* Work item
With the first line as the start and the line containing "const TILE_ATTRIBUTION: &str" as the end, write out every line of the records exactly.

(Extracted entries Opens)

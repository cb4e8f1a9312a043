//! Interactive map rendering.
//!
//! Builds a Leaflet map showing the campus polygon, one marker per recorded
//! point, and a path joining the points in chronological order.

mod document;
mod html;

pub use document::{build_map, records_to_points, Layer, MapDocument, MapPoint};
//! Leaflet HTML output.

use std::fmt::Write;

use serde::Serialize;
use serde_json::json;

use super::document::{Layer, MapDocument};

const LEAFLET_CSS_URL: &str = "https://unpkg.com/leaflet@1.9.4/dist/leaflet.css";
const LEAFLET_JS_URL: &str = "https://unpkg.com/leaflet@1.9.4/dist/leaflet.js";
const TILE_URL: &str = "https://{s}.tile.openstreetmap.org/{z}/{x}/{y}.png";
const TILE_ATTRIBUTION: &str =
    "&copy; <a href=\"https://www.openstreetmap.org/copyright\">OpenStreetMap</a> contributors";
const TILE_MAX_ZOOM: u8 = 19;

/// Serializes a value as a JavaScript literal that is safe inside `<script>`.
fn js<T: Serialize + ?Sized>(value: &T) -> String {
    serde_json::to_string(value)
        .unwrap_or_else(|_| "null".to_string())
        .replace("</", "<\\/")
}

/// Escapes text for an HTML element body or attribute.
fn escape_html(text: &str) -> String {
    let mut out = String::with_capacity(text.len());
    for c in text.chars() {
        match c {
            '&' => out.push_str("&amp;"),
            '<' => out.push_str("&lt;"),
            '>' => out.push_str("&gt;"),
            '"' => out.push_str("&quot;"),
            '\'' => out.push_str("&#39;"),
            _ => out.push(c),
        }
    }
    out
}

/// Popup content for Leaflet. `bindPopup` treats strings as HTML, so the
/// text is escaped before it is embedded.
fn popup_js(text: &str) -> String {
    js(&escape_html(text))
}

fn render_layer(script: &mut String, layer: &Layer) {
    // Writing to a String cannot fail.
    let _ = match layer {
        Layer::Polygon {
            vertices,
            color,
            fill_opacity,
            popup,
        } => writeln!(
            script,
            "L.polygon({}, {}).bindPopup({}).addTo(map);",
            js(vertices),
            js(&json!({"color": color, "fill": true, "fillOpacity": fill_opacity})),
            popup_js(popup)
        ),
        Layer::Marker { position, popup } => writeln!(
            script,
            "L.marker({}).bindPopup({}).addTo(map);",
            js(position),
            popup_js(popup)
        ),
        Layer::PolyLine {
            vertices,
            color,
            weight,
        } => writeln!(
            script,
            "L.polyline({}, {}).addTo(map);",
            js(vertices),
            js(&json!({"color": color, "weight": weight}))
        ),
    };
}

/// Renders a complete HTML page for `doc`.
pub(super) fn render(doc: &MapDocument) -> String {
    let mut script = String::new();
    let _ = writeln!(
        script,
        "var map = L.map(\"map\").setView({}, {});",
        js(&doc.center),
        doc.zoom
    );
    let _ = writeln!(
        script,
        "L.tileLayer({}, {}).addTo(map);",
        js(TILE_URL),
        js(&json!({"maxZoom": TILE_MAX_ZOOM, "attribution": TILE_ATTRIBUTION}))
    );
    for layer in &doc.layers {
        render_layer(&mut script, layer);
    }

    format!(
        r#"<!DOCTYPE html>
<html>
<head>
<meta charset="utf-8" />
<meta name="viewport" content="width=device-width, initial-scale=1.0" />
<title>{title}</title>
<link rel="stylesheet" href="{css}" />
<script src="{leaflet}"></script>
<style>
html, body {{ height: 100%; margin: 0; padding: 0; }}
#map {{ position: absolute; top: 0; bottom: 0; left: 0; right: 0; }}
</style>
</head>
<body>
<div id="map"></div>
<script>
{script}</script>
</body>
</html>
"#,
        title = escape_html(&doc.title),
        css = LEAFLET_CSS_URL,
        leaflet = LEAFLET_JS_URL,
        script = script,
    )
}

#[cfg(test)]
mod tests {
    use super::*;
    use crate::geo::LocationGeometry;
    use crate::map::build_map;

    fn sample_doc(points: Vec<(f64, f64, String)>) -> MapDocument {
        let geometry = LocationGeometry::from_boundary(
            "Javeriana <Cali>",
            vec![(-76.54, 3.33), (-76.52, 3.33), (-76.52, 3.35), (-76.54, 3.33)],
        );
        build_map(&geometry, points, 17)
    }

    #[test]
    fn test_render_contains_view_and_layers() {
        let html = sample_doc(vec![
            (3.3415, -76.5295, "Punto 1".to_string()),
            (3.342, -76.5288, String::new()),
        ])
        .render_html();

        assert!(html.starts_with("<!DOCTYPE html>"));
        assert!(html.contains("leaflet.js"));
        assert!(html.contains(".setView(["));
        assert!(html.contains(", 17);"));
        assert_eq!(html.matches("L.polygon(").count(), 1);
        assert_eq!(html.matches("L.marker(").count(), 2);
        assert_eq!(html.matches("L.polyline(").count(), 1);
        assert!(html.contains("[3.3415,-76.5295]"));
        assert!(html.contains("\"Punto 2\""));
        assert!(html.contains("\"fillOpacity\":0.3"));
        assert!(html.contains("\"weight\":2.5"));
    }

    #[test]
    fn test_title_is_html_escaped() {
        let html = sample_doc(Vec::new()).render_html();
        assert!(html.contains("<title>Javeriana &lt;Cali&gt;</title>"));
    }

    #[test]
    fn test_labels_cannot_close_script_tag() {
        let html = sample_doc(vec![(
            3.34,
            -76.53,
            "</script><script>alert(1)</script>".to_string(),
        )])
        .render_html();
        // Only the page's own script elements may close.
        assert_eq!(html.matches("</script>").count(), 2);
        assert!(html.contains("&lt;/script&gt;"));
    }

    #[test]
    fn test_popup_markup_is_rendered_as_text() {
        let html = sample_doc(vec![(
            0.5,
            0.5,
            "<img src=x onerror=alert(1)>".to_string(),
        )])
        .render_html();
        assert!(html.contains(r#"bindPopup("&lt;img src=x onerror=alert(1)&gt;")"#));
        assert!(!html.contains("<img"));
    }

    #[test]
    fn test_place_name_popup_is_escaped() {
        let html = sample_doc(Vec::new()).render_html();
        assert!(html.contains(r#"bindPopup("Javeriana &lt;Cali&gt;")"#));
    }

    #[test]
    fn test_no_polyline_without_points() {
        let html = sample_doc(Vec::new()).render_html();
        assert!(!html.contains("L.polyline("));
        assert!(!html.contains("L.marker("));
    }

    #[test]
    fn test_escape_html() {
        assert_eq!(escape_html(r#"a&b"c'd"#), "a&amp;b&quot;c&#39;d");
    }
}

(Extracted entries Closes)

* Exercise result
repository cb4e8f1a9312a043
//! Interactive map rendering.
//!
//! Builds a Leaflet map showing the campus polygon, one marker per recorded
//! point, and a path joining the points in chronological order.

mod document;
mod html;

pub use document::{build_map, records_to_points, Layer, MapDocument, MapPoint};
//! Leaflet HTML output.

use std::fmt::Write;

use serde::Serialize;
use serde_json::json;

use super::document::{Layer, MapDocument};

const LEAFLET_CSS_URL: &str = "https://unpkg.com/leaflet@1.9.4/dist/leaflet.css";
const LEAFLET_JS_URL: &str = "https://unpkg.com/leaflet@1.9.4/dist/leaflet.js";
const TILE_URL: &str = "https://{s}.tile.openstreetmap.org/{z}/{x}/{y}.png";
const TILE_ATTRIBUTION: &str =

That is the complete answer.